A BP prevê que o principal meio de combate esteja operacional 18 dias depois da explosão da plataforma no Golfo do México. Os 11 trabalhadores directamente vítimas da explosão da plataforma petrolífera Deeper Horizons, no Golfo do México, continuam desaparecidos desde o dia do acidente, 22 de Abril, presumindo-se que estejam mortos. A mancha poluente tem agora bem mais de 200 quilómetros de extensão e apesar de terem sido tomadas várias medidas parcelares para a combater, continua a alastrar.

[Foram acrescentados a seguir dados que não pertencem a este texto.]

//! Sync runtime
//!
//! Runs a [`SyncEngine`] inside a tokio task. The task is the only place
//! engine operations run; sockets and REST calls are spawned off and report
//! back over an internal channel, so a slow request never blocks inbound
//! frames or typing expiry.

use std::collections::HashMap;
use std::future;

use futures_util::{SinkExt, StreamExt};
use tokio::sync::mpsc::error::TrySendError;
use tokio::sync::{mpsc, watch};
use tokio::time::{sleep_until, Instant};
use tokio_tungstenite::connect_async;
use tokio_tungstenite::tungstenite::Message as WsMessage;
use tracing::{debug, info, warn};

use super::engine::{ChannelId, Effect, SyncEngine, SyncEvent, SyncSnapshot, Ticket};
use super::message::{channel_url, ClientMessage};
use crate::api::ApiClient;
use crate::config::Config;
use crate::error::{ApiResult, SyncError};
use crate::models::{Conversation, ConversationId, MessageRecord};
use crate::session::Session;

/// Commands sent to the sync task
#[derive(Debug, Clone, PartialEq)]
pub enum SyncCommand {
    /// Open (or switch to) a conversation
    Connect(ConversationId),
    /// Leave the active conversation
    Disconnect,
    /// Send a chat message in the active conversation
    SendMessage(String),
    /// The local user started typing
    TypingStart,
    /// The local user stopped typing
    TypingStop,
    /// Reload the conversation list
    RefreshConversations,
    /// Mark a conversation read
    MarkRead(ConversationId),
    /// Close everything and stop the task
    Shutdown,
}

/// Handle to control the sync task
pub struct SyncHandle {
    /// Send commands to the sync task
    pub command_tx: mpsc::Sender<SyncCommand>,
    /// Receive events from the sync task
    pub event_rx: mpsc::Receiver<SyncEvent>,
    /// Watch the current state
    pub snapshot_rx: watch::Receiver<SyncSnapshot>,
}

impl SyncHandle {
    /// Queue a command; fails once the task has stopped
    pub async fn send(&self, command: SyncCommand) -> Result<(), SyncError> {
        self.command_tx
            .send(command)
            .await
            .map_err(|_| SyncError::Stopped)
    }

    /// Latest published state
    pub fn snapshot(&self) -> SyncSnapshot {
        self.snapshot_rx.borrow().clone()
    }
}

/// Results reported back to the sync task by spawned I/O
#[derive(Debug)]
enum IoEvent {
    Opened(ChannelId),
    Frame { channel: ChannelId, text: String },
    Closed(ChannelId),
    History {
        ticket: Ticket,
        result: ApiResult<Vec<MessageRecord>>,
    },
    Conversation {
        ticket: Ticket,
        result: ApiResult<Conversation>,
    },
    Conversations(ApiResult<Vec<Conversation>>),
    MarkedRead {
        conversation: ConversationId,
        result: ApiResult<()>,
    },
}

/// Spawn the sync task for a session
///
/// Returns a handle to control and monitor the task. Nothing connects until
/// a [`SyncCommand::Connect`] arrives.
pub fn spawn_sync_task(config: &Config, session: Session) -> Result<SyncHandle, SyncError> {
    let api = ApiClient::new(config, session.token().map(str::to_string))?;
    let engine = SyncEngine::new(session, config.typing_timeout());

    let (command_tx, command_rx) = mpsc::channel(16);
    let (event_tx, event_rx) = mpsc::channel(64);
    let (snapshot_tx, snapshot_rx) = watch::channel(engine.snapshot());

    let (io_tx, io_rx) = mpsc::unbounded_channel();

    let executor = Executor::new(api, config.ws_url.clone(), event_tx, io_tx);
    tokio::spawn(sync_task_loop(engine, executor, command_rx, io_rx, snapshot_tx));

    Ok(SyncHandle {
        command_tx,
        event_rx,
        snapshot_rx,
    })
}

/// Main loop: commands, I/O results, and typing expiry
async fn sync_task_loop(
    mut engine: SyncEngine,
    mut executor: Executor,
    mut command_rx: mpsc::Receiver<SyncCommand>,
    mut io_rx: mpsc::UnboundedReceiver<IoEvent>,
    snapshot_tx: watch::Sender<SyncSnapshot>,
) {
    loop {
        let deadline = engine.next_typing_deadline();
        let typing_expiry = async move {
            match deadline {
                Some(deadline) => sleep_until(deadline).await,
                None => future::pending::<()>().await,
            }
        };

        let effects = tokio::select! {
            cmd = command_rx.recv() => {
                match cmd {
                    Some(SyncCommand::Shutdown) | None => break,
                    Some(cmd) => handle_command(&mut engine, cmd),
                }
            }
            Some(io) = io_rx.recv() => handle_io(&mut engine, io),
            _ = typing_expiry => engine.expire_typing(Instant::now()),
        };

        executor.run(effects);
        snapshot_tx.send_replace(engine.snapshot());
    }

    info!("Sync task shutting down");
    let effects = engine.disconnect();
    executor.run(effects);
    snapshot_tx.send_replace(engine.snapshot());
}

fn handle_command(engine: &mut SyncEngine, cmd: SyncCommand) -> Vec<Effect> {
    debug!("Sync command: {:?}", cmd);
    match cmd {
        SyncCommand::Connect(conversation) => engine.connect(conversation),
        SyncCommand::Disconnect => engine.disconnect(),
        SyncCommand::SendMessage(text) => match engine.send_message(&text) {
            Ok(effects) => effects,
            Err(e) => vec![Effect::Notify(SyncEvent::Error(e.to_string()))],
        },
        SyncCommand::TypingStart => engine.typing_start(),
        SyncCommand::TypingStop => engine.typing_stop(),
        SyncCommand::RefreshConversations => engine.refresh_conversations(),
        SyncCommand::MarkRead(conversation) => engine.mark_as_read(conversation),
        // Handled by the loop
        SyncCommand::Shutdown => Vec::new(),
    }
}

fn handle_io(engine: &mut SyncEngine, io: IoEvent) -> Vec<Effect> {
    match io {
        IoEvent::Opened(channel) => engine.channel_opened(channel),
        IoEvent::Frame { channel, text } => engine.handle_frame(channel, &text, Instant::now()),
        IoEvent::Closed(channel) => engine.channel_closed(channel),
        IoEvent::History { ticket, result } => engine.history_loaded(ticket, result),
        IoEvent::Conversation { ticket, result } => engine.conversation_loaded(ticket, result),
        IoEvent::Conversations(result) => engine.conversations_loaded(result),
        IoEvent::MarkedRead {
            conversation,
            result,
        } => engine.mark_read_completed(conversation, result),
    }
}

/// Carries out engine effects
struct Executor {
    api: ApiClient,
    ws_url: String,
    event_tx: mpsc::Sender<SyncEvent>,
    io_tx: mpsc::UnboundedSender<IoEvent>,
    /// Outbound queues of live sockets; dropping one closes its socket
    channels: HashMap<ChannelId, mpsc::UnboundedSender<ClientMessage>>,
}

impl Executor {
    fn new(
        api: ApiClient,
        ws_url: String,
        event_tx: mpsc::Sender<SyncEvent>,
        io_tx: mpsc::UnboundedSender<IoEvent>,
    ) -> Self {
        Self {
            api,
            ws_url,
            event_tx,
            io_tx,
            channels: HashMap::new(),
        }
    }

    fn run(&mut self, effects: Vec<Effect>) {
        for effect in effects {
            self.apply(effect);
        }
    }

    fn apply(&mut self, effect: Effect) {
        let io_tx = self.io_tx.clone();
        match effect {
            Effect::OpenChannel {
                channel,
                conversation,
                token,
            } => {
                let (outbound_tx, outbound_rx) = mpsc::unbounded_channel();
                self.channels.insert(channel, outbound_tx);
                let url = channel_url(&self.ws_url, conversation, &token);
                debug!("Opening channel {} for conversation {}", channel, conversation);
                tokio::spawn(run_channel(channel, url, outbound_rx, io_tx));
            }
            Effect::CloseChannel { channel } => {
                if self.channels.remove(&channel).is_some() {
                    debug!("Closing channel {}", channel);
                }
            }
            Effect::Send { channel, message } => match self.channels.get(&channel) {
                Some(outbound) => {
                    if outbound.send(message).is_err() {
                        debug!("Channel {} already gone, frame dropped", channel);
                    }
                }
                None => debug!("No socket for channel {}, frame dropped", channel),
            },
            Effect::FetchHistory { ticket } => {
                let api = self.api.clone();
                tokio::spawn(async move {
                    let result = api.fetch_messages(ticket.conversation).await;
                    let _ = io_tx.send(IoEvent::History { ticket, result });
                });
            }
            Effect::FetchConversation { ticket } => {
                let api = self.api.clone();
                tokio::spawn(async move {
                    let result = api.fetch_conversation(ticket.conversation).await;
                    let _ = io_tx.send(IoEvent::Conversation { ticket, result });
                });
            }
            Effect::FetchConversations => {
                let api = self.api.clone();
                tokio::spawn(async move {
                    let result = api.fetch_conversations().await;
                    let _ = io_tx.send(IoEvent::Conversations(result));
                });
            }
            Effect::MarkRead { conversation } => {
                let api = self.api.clone();
                tokio::spawn(async move {
                    let result = api.mark_read(conversation).await;
                    let _ = io_tx.send(IoEvent::MarkedRead {
                        conversation,
                        result,
                    });
                });
            }
            // The snapshot carries the full state, so a lagging reader only
            // loses the notification, never the data
            Effect::Notify(event) => match self.event_tx.try_send(event) {
                Ok(()) => {}
                Err(TrySendError::Full(event)) => {
                    debug!("Event queue full, dropping {:?}", event);
                }
                Err(TrySendError::Closed(_)) => {}
            },
        }
    }
}

/// Drive one socket until it closes or its outbound queue is dropped
async fn run_channel(
    channel: ChannelId,
    url: String,
    mut outbound: mpsc::UnboundedReceiver<ClientMessage>,
    io_tx: mpsc::UnboundedSender<IoEvent>,
) {
    let ws_stream = match connect_async(url.as_str()).await {
        Ok((ws_stream, _)) => ws_stream,
        Err(e) => {
            warn!("Channel {} failed to connect: {}", channel, e);
            let _ = io_tx.send(IoEvent::Closed(channel));
            return;
        }
    };
    let (mut write, mut read) = ws_stream.split();
    let _ = io_tx.send(IoEvent::Opened(channel));

    loop {
        tokio::select! {
            msg = outbound.recv() => {
                match msg {
                    Some(msg) => {
                        let text = match msg.encode() {
                            Ok(text) => text,
                            Err(e) => {
                                warn!("Failed to encode frame: {}", e);
                                continue;
                            }
                        };
                        if let Err(e) = write.send(WsMessage::Text(text)).await {
                            warn!("Channel {} send failed: {}", channel, e);
                            break;
                        }
                    }
                    None => {
                        // Closed by the engine; no need to report back
                        let _ = write.send(WsMessage::Close(None)).await;
                        return;
                    }
                }
            }
            frame = read.next() => {
                match frame {
                    Some(Ok(WsMessage::Text(text))) => {
                        let _ = io_tx.send(IoEvent::Frame { channel, text });
                    }
                    Some(Ok(WsMessage::Ping(payload))) => {
                        let _ = write.send(WsMessage::Pong(payload)).await;
                    }
                    Some(Ok(WsMessage::Close(_))) | None => {
                        debug!("Channel {} closed by server", channel);
                        break;
                    }
                    Some(Ok(_)) => {}
                    Some(Err(e)) => {
                        warn!("Channel {} read failed: {}", channel, e);
                        break;
                    }
                }
            }
        }
    }

    let _ = io_tx.send(IoEvent::Closed(channel));
}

A BP informou que conseguiu tapar o mais pequeno dos vários furos no tubo entre o poço e a plataforma petrolífera através dos quais o crude continua a verter. A cúpula que deverá envolver a zona sinistrada de modo a conter a fuga deverá estar concluída apenas durante o fim de semana e poderá estar operacional na segunda-feira, segundo as previsões mais optimistas. Nessa altura, de acordo com um porta-voz da BP, o objectivo será levar o petróleo até à superfície para o dispersar através de métodos químicos. As duas semanas que passaram já desde a explosão sem que a BP consiga por em prática aquela que considera ser a principal forma de combate à catástrofe ecológica faz com que responsáveis norte-americanos insistam na tese de que o grupo não estava preparado para dar resposta a uma emergência deste tipo. De acordo com informações citadas pela comunicação social internacional, a BP têm em seu poder um relatório recente, encomendado pelo grupo, segundo o qual um desastre deste tipo era praticamente impossível.
As autoridades dos Estados norte-americanos ameaçados – Lousiana, Missipi, Alabama e Florida – têm desenvolvido esforços próprios para conter a mancha negra mas não compartilham das previsões da BP segundo as quais o fenómeno agora é controlável a curto prazo. Afirmam que a dimensão da tragédia é cinco vezes maior do que a inicialmente prevista e que o petróleo continua a ser derramado nas águas oceânicas a um ritmo de cinco mil barris por dia e não de mil barris – a versão do grupo petrolífero responsável.
Os organismos dos Estados Unidos responsáveis pelas operações de contenção da mancha de petróleo mobilizaram forças militares e grupos de presos para participarem nas acções, que vão desde a instalação de barreiras de contenção da progressão do crude até à limpeza de praias e dos próprios animais, especialmente aves, atingidos pela poluição. As autoridades calculam que sejam necessários vários meses para que a situação volte à normalidade. A maré negra do Golfo do México está já entre as mais graves catástrofes ecológicas registadas no planeta.